No EM - you are expected to do your own legwork. If you want to make claims you need to be able to support them - otherwise you are just noise.

Jan 12, 2014 at 6:20 PM | Unregistered Commenternot banned yet

EM -

You miss understand the point I was making, which was wrt your comment (on page 1) on sea ice extent during the Holocene Optima. I was not making any reference to sea levels, and isostatic lift is irrelevant. I will spell it out for you. There are raised beaches and ridges on the north coast of Greenland, which have been caused by wave action (not drift-ice, the geologists know the difference). Thanks to driftwood, these ridges have been accurately carbon-dated, and were formed 7000-8000 years ago. This is evidence that during the Holocene Optima, there were open seas at least in the summer, along the north coast of Greenland, where now, permanent ice sheets are the norm.

Be careful when interpreting beaches.

Jan 12, 2014 at 6:43 PM | Registered Commenterlapogus

EM
I'm not getting excited. If you notice I said I wasn't that concerned about a 3% increase and we weren't discussing the Arctic, were we?
I don't care what Turner is "used to working with". If he is going to put himself about on the media he had better learn to speak proper. If he says that since the late 70s the increase has been 1% then people are going to take that at face value.
I don't believe he is as naive as you are painting him. He knew quite well what he said and how it would be (mis)interpreted.

Jan 12, 2014 at 7:19 PM | Registered CommenterMike Jackson

Not banned yet

To the contrary. I supply evidence and you supply nothing.

Jan 12, 2014 at 8:52 PM | Unregistered CommenterEntropic man

Lapogus

Thank you for your support. Modern temperatures are approaching those of the Holocene optimum. If the ocean north of Greenland was ice free then, there is good reason to expect it to become ice free again soon.

Jan 12, 2014 at 9:11 PM | Unregistered CommenterEntropic man

Mike Jackson

Why should he underestimate the increase?

Read his papers and you will see that Professor Turner is working on the effect of climate change and the ozone hole on wind patterns. He proposes a pattern of change which would lead to increased ice extent.

If anything, it would be in his professional interest to maximise the change, not minimise it.

Jan 12, 2014 at 9:19 PM | Unregistered CommenterEntropic man

Nope EM - wrong again.

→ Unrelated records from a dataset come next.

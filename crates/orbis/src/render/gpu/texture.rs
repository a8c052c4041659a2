//! # Texture Store — Handles to GPU Images
//!
//! Every texture the backend knows about lives in a [`TextureStore`] entry
//! together with its bind group. Callers hold a [`TextureHandle`], which is
//! just the entry index.
//!
//! ```text
//! TextureStore
//! ┌──────────────────────────────────────┐
//! │ entries: Vec<TextureEntry>           │
//! │   [0] 1x1 white (default)  ◄── always│
//! │   [1] "earth.jpg"                    │
//! │   [2] glyph atlas (font 0)           │
//! └──────────────────────────────────────┘
//! ```
//!
//! ## Row Order
//!
//! All texture data is uploaded bottom row first, so texture coordinate
//! `v = 0` is the bottom edge of the image. Glyph atlases are already decoded
//! that way; image files are flipped on load. The globe mesh runs `v` from the
//! south pole (0) to the north pole (1), so an ordinary equirectangular map
//! comes out north-up. The globe shader mirrors `u`, putting longitude 0 of
//! the map under the default texture offset at the front of the planet.
//!
//! An unknown handle resolves to the white default instead of panicking.

use std::path::Path;

use crate::error::GpuError;
use crate::render::TextureHandle;

use super::context::GpuContext;

/// Internal entry for a loaded GPU texture.
pub(crate) struct TextureEntry {
    pub bind_group: wgpu::BindGroup,
}

/// Stores all loaded GPU textures and their bind groups.
pub(crate) struct TextureStore {
    entries: Vec<TextureEntry>,
    pub layout: wgpu::BindGroupLayout,
    sampler: wgpu::Sampler,
}

impl TextureStore {
    /// Create a new store with a 1x1 white default texture at index 0.
    pub fn new(gpu: &GpuContext) -> Self {
        let layout = gpu
            .device
            .create_bind_group_layout(&wgpu::BindGroupLayoutDescriptor {
                label: Some("texture layout"),
                entries: &[
                    wgpu::BindGroupLayoutEntry {
                        binding: 0,
                        visibility: wgpu::ShaderStages::FRAGMENT,
                        ty: wgpu::BindingType::Texture {
                            multisampled: false,
                            view_dimension: wgpu::TextureViewDimension::D2,
                            sample_type: wgpu::TextureSampleType::Float { filterable: true },
                        },
                        count: None,
                    },
                    wgpu::BindGroupLayoutEntry {
                        binding: 1,
                        visibility: wgpu::ShaderStages::FRAGMENT,
                        ty: wgpu::BindingType::Sampler(wgpu::SamplerBindingType::Filtering),
                        count: None,
                    },
                ],
            });

        // The globe's u runs past 1.0 once a texture offset is applied.
        let sampler = gpu.device.create_sampler(&wgpu::SamplerDescriptor {
            label: Some("texture sampler"),
            address_mode_u: wgpu::AddressMode::Repeat,
            address_mode_v: wgpu::AddressMode::ClampToEdge,
            mag_filter: wgpu::FilterMode::Linear,
            min_filter: wgpu::FilterMode::Linear,
            mipmap_filter: wgpu::FilterMode::Nearest,
            ..Default::default()
        });

        let mut store = Self {
            entries: Vec::new(),
            layout,
            sampler,
        };
        store.insert_rgba8(gpu, "white 1x1", 1, 1, &[255, 255, 255, 255]);
        store
    }

    /// The default 1x1 white texture handle.
    pub fn default_handle(&self) -> TextureHandle {
        TextureHandle(0)
    }

    pub fn contains(&self, handle: TextureHandle) -> bool {
        (handle.0 as usize) < self.entries.len()
    }

    /// Get the entry for a handle, or the white default if it is unknown.
    pub fn get(&self, handle: TextureHandle) -> &TextureEntry {
        self.entries
            .get(handle.0 as usize)
            .unwrap_or(&self.entries[0])
    }

    /// Upload RGBA8 pixels (bottom row first) as a new texture.
    pub fn insert_rgba8(
        &mut self,
        gpu: &GpuContext,
        label: &str,
        width: u32,
        height: u32,
        data: &[u8],
    ) -> TextureHandle {
        use wgpu::util::DeviceExt;

        let texture = gpu.device.create_texture_with_data(
            &gpu.queue,
            &wgpu::TextureDescriptor {
                label: Some(label),
                size: wgpu::Extent3d {
                    width,
                    height,
                    depth_or_array_layers: 1,
                },
                mip_level_count: 1,
                sample_count: 1,
                dimension: wgpu::TextureDimension::D2,
                format: wgpu::TextureFormat::Rgba8UnormSrgb,
                usage: wgpu::TextureUsages::TEXTURE_BINDING | wgpu::TextureUsages::COPY_DST,
                view_formats: &[],
            },
            wgpu::util::TextureDataOrder::LayerMajor,
            data,
        );

        let view = texture.create_view(&wgpu::TextureViewDescriptor::default());
        let bind_group = gpu.device.create_bind_group(&wgpu::BindGroupDescriptor {
            label: Some(label),
            layout: &self.layout,
            entries: &[
                wgpu::BindGroupEntry {
                    binding: 0,
                    resource: wgpu::BindingResource::TextureView(&view),
                },
                wgpu::BindGroupEntry {
                    binding: 1,
                    resource: wgpu::BindingResource::Sampler(&self.sampler),
                },
            ],
        });

        self.entries.push(TextureEntry { bind_group });
        TextureHandle((self.entries.len() - 1) as u32)
    }

    /// Decode an encoded image (PNG or JPEG) and upload it.
    pub fn insert_image(
        &mut self,
        gpu: &GpuContext,
        label: &str,
        image: image::DynamicImage,
    ) -> TextureHandle {
        let img = image.flipv().to_rgba8();
        let (width, height) = img.dimensions();
        let handle = self.insert_rgba8(gpu, label, width, height, img.as_raw());
        log::info!("loaded texture '{label}' ({width}x{height}) as {handle:?}");
        handle
    }

    /// Load an image file from disk.
    pub fn load(&mut self, gpu: &GpuContext, path: &Path) -> Result<TextureHandle, GpuError> {
        let image = image::open(path)?;
        Ok(self.insert_image(gpu, &path.display().to_string(), image))
    }
}
//! Common imports: `use orbis::prelude::*`.

pub use crate::config::GlobeConfig;
pub use crate::engine::{GlobeEngine, SurfacePhase};
pub use crate::error::{ConfigError, EngineError, FontError};
pub use crate::font::{FontHandle, GlyphAtlas, TextStyle};
pub use crate::gesture::{GestureAdapter, GestureEvent, GestureResponse, TransformMode};
pub use crate::math::{Color, Mat4, Vec2, Vec3, Vec4, Viewport};
pub use crate::overlay::{Overlay, OverlayId, geodetic_to_cartesian};
pub use crate::render::{Frame, RecordingBackend, RenderBackend, TextureHandle};

#[cfg(feature = "wgpu")]
pub use crate::render::gpu::{GpuContext, WgpuBackend};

You supply the output of a scatter gun google search rather than answer the questions about the claims you make. Sure, I could spend all evening googling to find different bits of information which may or may not support your assertions but I'd still not know for sure what datasets you are basing your claims on, what time period they cover and what are the error bounds associated with them. Without that info, it is you who has supplied nothing - other than noise.

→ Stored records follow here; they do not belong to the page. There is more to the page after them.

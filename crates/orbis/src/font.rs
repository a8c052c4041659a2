//! # Font — BFF2 Bitmap Glyph Atlases
//!
//! Overlay labels are drawn from a pre-rendered bitmap font in the BFF2
//! format: a fixed grid of equally sized cells, one per character, plus a
//! table of per-character advance widths. No rasterization happens at
//! runtime. Text layout is a lookup into the grid.
//!
//! ## File Layout
//!
//! All integers are little-endian.
//!
//! ```text
//! offset  size          field
//! 0       2             signature 0xBF 0xF2
//! 2       4             atlas width (px)
//! 6       4             atlas height (px)
//! 10      4             cell width (px, > 0, <= atlas width)
//! 14      4             cell height (px, > 0, <= atlas height)
//! 18      1             bits per pixel: 8, 24 or 32
//! 19      1             first character code in the grid
//! 20      256           advance width of every character code 0..=255
//! 276     w * h * bpp/8 bitmap, top scanline first
//! ```
//!
//! The bitmap is stored top row first. Decoding reverses the scanlines so row
//! 0 of [`GlyphAtlas::pixels`] is the bottom of the image. That matches
//! bottom-up texture coordinates: cell row `r` (counting from the top, 1-based)
//! starts at `atlas_height - r * cell_height`.
//!
//! ## Layout
//!
//! [`GlyphAtlas::layout`] turns a string into one [`GlyphQuad`] per drawable
//! character. The cursor starts at `(x, y)` in bottom-up window pixels and
//! advances by `scale.x × width`. Characters below the first grid character,
//! or outside 0..=255, are skipped without advancing.
//!
//! ## Comparison
//!
//! - **fontdue / glyph_brush**: rasterize TrueType outlines into a dynamic
//!   atlas with kerning. Far more capable, but needs the font file at runtime.
//! - **Codehead's Bitmap Font Generator**: the tool that writes BFF2 files.

use std::io::Read;

use crate::math::{Color, Vec2, Vec3};

pub use crate::error::FontError;

/// The two magic bytes at the start of every BFF2 file.
pub const SIGNATURE: [u8; 2] = [0xBF, 0xF2];

/// Number of entries in the width table.
pub const WIDTH_TABLE_LEN: usize = 256;

const HEADER_LEN: usize = 20;

/// Handle to a glyph atlas registered with the engine.
#[derive(Debug, Clone, Copy, PartialEq, Eq, Hash)]
pub struct FontHandle(pub(crate) usize);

Here are your claims again:
//
Antarctic temperatures are static. Salinity is decreasing. Storms are intensifying and winds are becoming more meridional.Take your pick.
//
So once more: Which datasets, what periods in time and what are their error bounds? Three lines should cover it.

Jan 12, 2014 at 9:46 PM | Unregistered Commenternot banned yet

Not banned yet

I'm not clear what you are looking for.

Do you want quotes from some authority confirming what I've told you in a single sentence? The references I gave you did so at length, with confirming evidence. This included data, and, for the peer reviewed papers, confidence limits.

You did read them?

If you want the raw data you'll probably need to contact the authors directly.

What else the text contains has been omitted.